* [WORK TO BE COMPLETED]: Reproduce only the top of the records, down to and including the line containing "what the project".

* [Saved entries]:
--

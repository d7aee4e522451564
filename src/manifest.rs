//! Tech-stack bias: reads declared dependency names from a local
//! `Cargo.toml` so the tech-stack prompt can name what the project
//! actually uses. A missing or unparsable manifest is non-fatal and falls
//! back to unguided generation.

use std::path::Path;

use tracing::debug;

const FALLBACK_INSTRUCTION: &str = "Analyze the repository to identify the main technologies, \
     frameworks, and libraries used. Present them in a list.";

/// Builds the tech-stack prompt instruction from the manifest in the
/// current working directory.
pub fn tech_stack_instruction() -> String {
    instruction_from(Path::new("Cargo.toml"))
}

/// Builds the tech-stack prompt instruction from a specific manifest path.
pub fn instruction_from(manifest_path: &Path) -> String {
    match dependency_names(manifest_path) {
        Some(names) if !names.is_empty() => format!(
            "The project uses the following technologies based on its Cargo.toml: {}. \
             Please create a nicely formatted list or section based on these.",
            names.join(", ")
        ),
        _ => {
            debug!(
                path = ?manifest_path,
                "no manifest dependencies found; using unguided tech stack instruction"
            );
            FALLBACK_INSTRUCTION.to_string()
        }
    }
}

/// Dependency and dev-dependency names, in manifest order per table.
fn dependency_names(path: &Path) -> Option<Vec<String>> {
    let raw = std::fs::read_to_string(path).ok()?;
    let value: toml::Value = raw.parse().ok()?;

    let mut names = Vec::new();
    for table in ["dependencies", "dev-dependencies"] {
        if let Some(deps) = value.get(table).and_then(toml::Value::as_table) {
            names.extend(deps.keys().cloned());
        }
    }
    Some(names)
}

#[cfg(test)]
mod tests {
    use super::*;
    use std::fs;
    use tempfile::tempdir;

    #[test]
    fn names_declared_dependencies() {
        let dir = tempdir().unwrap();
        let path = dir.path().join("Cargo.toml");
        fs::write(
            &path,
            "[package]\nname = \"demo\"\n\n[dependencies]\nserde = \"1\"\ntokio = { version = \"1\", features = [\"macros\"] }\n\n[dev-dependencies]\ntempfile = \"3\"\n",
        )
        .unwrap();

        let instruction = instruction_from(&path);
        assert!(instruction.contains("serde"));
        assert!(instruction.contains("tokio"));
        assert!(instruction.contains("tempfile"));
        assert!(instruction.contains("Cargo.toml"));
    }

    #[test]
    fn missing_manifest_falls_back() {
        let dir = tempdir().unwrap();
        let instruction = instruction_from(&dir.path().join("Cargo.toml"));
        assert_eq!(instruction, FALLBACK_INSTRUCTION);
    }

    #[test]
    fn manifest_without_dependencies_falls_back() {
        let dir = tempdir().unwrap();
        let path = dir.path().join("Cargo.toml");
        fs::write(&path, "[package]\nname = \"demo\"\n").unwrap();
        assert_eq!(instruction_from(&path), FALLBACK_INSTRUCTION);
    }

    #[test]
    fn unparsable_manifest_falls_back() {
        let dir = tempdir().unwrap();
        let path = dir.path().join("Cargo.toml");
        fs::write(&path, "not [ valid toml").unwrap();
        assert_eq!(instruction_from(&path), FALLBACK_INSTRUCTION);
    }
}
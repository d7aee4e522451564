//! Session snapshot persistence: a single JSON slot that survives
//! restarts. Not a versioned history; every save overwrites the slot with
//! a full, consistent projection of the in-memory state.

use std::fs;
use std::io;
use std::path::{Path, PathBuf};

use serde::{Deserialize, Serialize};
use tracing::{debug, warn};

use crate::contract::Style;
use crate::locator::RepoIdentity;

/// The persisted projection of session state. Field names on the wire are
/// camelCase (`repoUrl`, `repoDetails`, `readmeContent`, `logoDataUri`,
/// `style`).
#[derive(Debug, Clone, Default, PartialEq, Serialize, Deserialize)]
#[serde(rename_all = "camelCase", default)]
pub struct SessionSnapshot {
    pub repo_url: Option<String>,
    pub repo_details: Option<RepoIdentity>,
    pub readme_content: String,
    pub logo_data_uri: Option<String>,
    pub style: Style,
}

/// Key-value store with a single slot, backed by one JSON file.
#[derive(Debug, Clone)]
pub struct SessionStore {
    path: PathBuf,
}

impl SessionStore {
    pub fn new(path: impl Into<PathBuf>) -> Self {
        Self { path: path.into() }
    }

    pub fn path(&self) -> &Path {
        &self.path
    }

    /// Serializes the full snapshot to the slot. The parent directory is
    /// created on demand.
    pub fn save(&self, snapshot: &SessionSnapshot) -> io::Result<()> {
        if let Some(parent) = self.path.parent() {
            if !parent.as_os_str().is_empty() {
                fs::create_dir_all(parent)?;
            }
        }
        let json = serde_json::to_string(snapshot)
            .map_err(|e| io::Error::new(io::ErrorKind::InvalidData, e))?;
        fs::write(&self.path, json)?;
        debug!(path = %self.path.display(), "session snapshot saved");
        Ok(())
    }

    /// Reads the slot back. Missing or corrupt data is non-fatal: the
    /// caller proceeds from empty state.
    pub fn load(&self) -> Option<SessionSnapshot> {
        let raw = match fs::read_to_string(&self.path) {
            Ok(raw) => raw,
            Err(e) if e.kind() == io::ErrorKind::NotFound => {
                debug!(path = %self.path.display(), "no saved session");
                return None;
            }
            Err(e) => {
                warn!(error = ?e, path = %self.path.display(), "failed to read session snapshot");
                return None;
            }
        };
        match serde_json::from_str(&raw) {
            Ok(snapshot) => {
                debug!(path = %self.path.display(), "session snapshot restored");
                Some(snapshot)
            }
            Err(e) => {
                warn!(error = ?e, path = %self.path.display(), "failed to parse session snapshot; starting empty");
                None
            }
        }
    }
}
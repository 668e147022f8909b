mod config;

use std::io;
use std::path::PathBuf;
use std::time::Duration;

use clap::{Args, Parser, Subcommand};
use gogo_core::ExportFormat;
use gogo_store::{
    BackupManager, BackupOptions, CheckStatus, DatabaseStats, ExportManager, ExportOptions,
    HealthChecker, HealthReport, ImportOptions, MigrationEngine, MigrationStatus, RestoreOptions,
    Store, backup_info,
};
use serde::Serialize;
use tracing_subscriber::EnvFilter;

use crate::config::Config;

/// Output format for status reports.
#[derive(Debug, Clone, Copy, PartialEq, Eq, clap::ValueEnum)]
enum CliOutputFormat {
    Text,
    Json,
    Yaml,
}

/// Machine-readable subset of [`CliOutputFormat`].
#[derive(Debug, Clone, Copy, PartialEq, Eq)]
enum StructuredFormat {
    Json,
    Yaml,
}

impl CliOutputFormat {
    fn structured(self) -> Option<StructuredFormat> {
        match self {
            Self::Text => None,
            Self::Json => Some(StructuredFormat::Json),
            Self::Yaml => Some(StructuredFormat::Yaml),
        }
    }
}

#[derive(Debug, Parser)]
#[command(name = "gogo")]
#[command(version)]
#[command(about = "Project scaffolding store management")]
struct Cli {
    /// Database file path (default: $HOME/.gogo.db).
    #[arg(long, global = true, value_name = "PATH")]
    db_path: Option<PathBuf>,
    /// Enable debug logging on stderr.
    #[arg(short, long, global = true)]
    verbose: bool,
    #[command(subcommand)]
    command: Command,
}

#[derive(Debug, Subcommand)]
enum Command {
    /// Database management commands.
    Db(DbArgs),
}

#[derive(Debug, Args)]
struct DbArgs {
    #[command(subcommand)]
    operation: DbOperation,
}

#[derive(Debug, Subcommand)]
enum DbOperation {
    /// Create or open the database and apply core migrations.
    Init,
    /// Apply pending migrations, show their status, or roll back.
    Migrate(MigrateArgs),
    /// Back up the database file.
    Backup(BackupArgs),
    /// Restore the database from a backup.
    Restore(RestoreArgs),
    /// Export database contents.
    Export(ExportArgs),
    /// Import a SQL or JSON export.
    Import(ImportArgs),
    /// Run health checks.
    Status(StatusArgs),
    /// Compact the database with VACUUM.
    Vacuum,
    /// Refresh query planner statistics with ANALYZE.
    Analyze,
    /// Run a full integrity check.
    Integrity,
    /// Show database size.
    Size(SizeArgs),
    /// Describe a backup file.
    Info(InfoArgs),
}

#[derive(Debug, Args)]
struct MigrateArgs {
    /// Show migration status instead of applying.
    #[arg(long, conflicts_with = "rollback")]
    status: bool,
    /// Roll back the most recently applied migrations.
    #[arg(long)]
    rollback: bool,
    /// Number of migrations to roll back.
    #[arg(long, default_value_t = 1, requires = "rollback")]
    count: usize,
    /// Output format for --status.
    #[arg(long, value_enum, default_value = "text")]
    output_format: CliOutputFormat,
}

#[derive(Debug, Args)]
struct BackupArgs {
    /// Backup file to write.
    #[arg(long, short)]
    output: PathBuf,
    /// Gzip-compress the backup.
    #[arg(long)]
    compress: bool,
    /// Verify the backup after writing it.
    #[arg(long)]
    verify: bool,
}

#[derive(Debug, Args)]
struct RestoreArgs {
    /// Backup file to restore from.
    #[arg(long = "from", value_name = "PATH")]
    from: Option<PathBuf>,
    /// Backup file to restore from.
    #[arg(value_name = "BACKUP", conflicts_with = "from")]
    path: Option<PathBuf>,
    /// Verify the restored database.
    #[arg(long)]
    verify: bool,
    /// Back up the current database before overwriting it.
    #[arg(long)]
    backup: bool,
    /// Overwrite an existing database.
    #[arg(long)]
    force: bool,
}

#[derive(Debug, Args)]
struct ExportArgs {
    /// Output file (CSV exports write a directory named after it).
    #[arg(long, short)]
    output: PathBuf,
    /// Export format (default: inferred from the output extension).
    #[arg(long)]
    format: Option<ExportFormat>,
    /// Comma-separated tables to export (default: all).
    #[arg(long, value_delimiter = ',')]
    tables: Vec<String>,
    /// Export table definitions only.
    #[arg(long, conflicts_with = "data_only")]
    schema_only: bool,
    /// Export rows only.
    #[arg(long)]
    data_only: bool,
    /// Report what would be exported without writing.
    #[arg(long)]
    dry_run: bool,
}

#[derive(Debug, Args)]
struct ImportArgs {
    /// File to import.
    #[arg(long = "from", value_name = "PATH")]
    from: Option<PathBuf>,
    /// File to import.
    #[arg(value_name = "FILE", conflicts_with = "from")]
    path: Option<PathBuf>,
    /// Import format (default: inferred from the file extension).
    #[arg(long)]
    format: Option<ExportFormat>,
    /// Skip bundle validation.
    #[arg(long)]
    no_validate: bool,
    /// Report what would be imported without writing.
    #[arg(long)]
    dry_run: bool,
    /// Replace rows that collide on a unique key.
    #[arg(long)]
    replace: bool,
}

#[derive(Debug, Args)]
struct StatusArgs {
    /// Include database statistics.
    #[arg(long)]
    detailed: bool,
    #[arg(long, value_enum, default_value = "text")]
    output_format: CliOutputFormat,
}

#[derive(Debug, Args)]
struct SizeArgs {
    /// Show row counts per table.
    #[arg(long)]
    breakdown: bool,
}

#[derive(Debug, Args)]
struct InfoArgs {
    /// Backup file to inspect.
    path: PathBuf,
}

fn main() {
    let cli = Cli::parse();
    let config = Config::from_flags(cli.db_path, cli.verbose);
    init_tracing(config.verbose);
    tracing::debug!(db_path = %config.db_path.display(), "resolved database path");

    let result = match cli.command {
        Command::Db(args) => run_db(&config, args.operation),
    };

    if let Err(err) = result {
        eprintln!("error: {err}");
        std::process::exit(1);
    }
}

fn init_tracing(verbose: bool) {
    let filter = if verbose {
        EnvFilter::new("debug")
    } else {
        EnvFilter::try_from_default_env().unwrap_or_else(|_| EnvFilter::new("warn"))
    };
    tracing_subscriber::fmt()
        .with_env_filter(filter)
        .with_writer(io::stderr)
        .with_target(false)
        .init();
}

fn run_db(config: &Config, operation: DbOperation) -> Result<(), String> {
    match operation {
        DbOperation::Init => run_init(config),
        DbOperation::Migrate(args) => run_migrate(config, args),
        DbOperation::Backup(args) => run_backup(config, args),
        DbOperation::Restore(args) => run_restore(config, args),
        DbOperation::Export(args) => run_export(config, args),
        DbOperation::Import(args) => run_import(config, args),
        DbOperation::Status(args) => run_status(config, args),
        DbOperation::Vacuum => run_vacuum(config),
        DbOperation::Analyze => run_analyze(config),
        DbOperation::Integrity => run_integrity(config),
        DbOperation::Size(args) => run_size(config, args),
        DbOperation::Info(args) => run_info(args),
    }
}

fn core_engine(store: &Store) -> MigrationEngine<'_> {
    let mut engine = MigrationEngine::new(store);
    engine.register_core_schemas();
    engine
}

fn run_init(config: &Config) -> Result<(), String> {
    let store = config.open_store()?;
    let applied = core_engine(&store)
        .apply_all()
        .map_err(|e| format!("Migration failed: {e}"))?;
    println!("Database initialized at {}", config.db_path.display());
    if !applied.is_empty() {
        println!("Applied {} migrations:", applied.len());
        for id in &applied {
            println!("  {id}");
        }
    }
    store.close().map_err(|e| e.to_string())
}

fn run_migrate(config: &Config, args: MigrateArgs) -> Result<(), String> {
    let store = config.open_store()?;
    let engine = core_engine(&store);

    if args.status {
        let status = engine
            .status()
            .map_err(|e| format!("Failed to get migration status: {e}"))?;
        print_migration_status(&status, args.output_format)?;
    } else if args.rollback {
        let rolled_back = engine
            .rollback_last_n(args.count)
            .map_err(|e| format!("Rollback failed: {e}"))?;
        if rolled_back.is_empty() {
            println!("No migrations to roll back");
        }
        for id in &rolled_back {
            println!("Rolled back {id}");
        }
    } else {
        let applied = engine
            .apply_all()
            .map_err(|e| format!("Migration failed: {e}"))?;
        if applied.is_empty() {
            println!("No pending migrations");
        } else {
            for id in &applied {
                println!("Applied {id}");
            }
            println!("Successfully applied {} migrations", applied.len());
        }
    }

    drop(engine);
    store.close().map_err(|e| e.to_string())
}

--

* [SOLUTION FOR THIS EXERCISE]:
repository d7aee4e522451564
filename src/manifest.rs
//! Tech-stack bias: reads declared dependency names from a local
//! `Cargo.toml` so the tech-stack prompt can name what the project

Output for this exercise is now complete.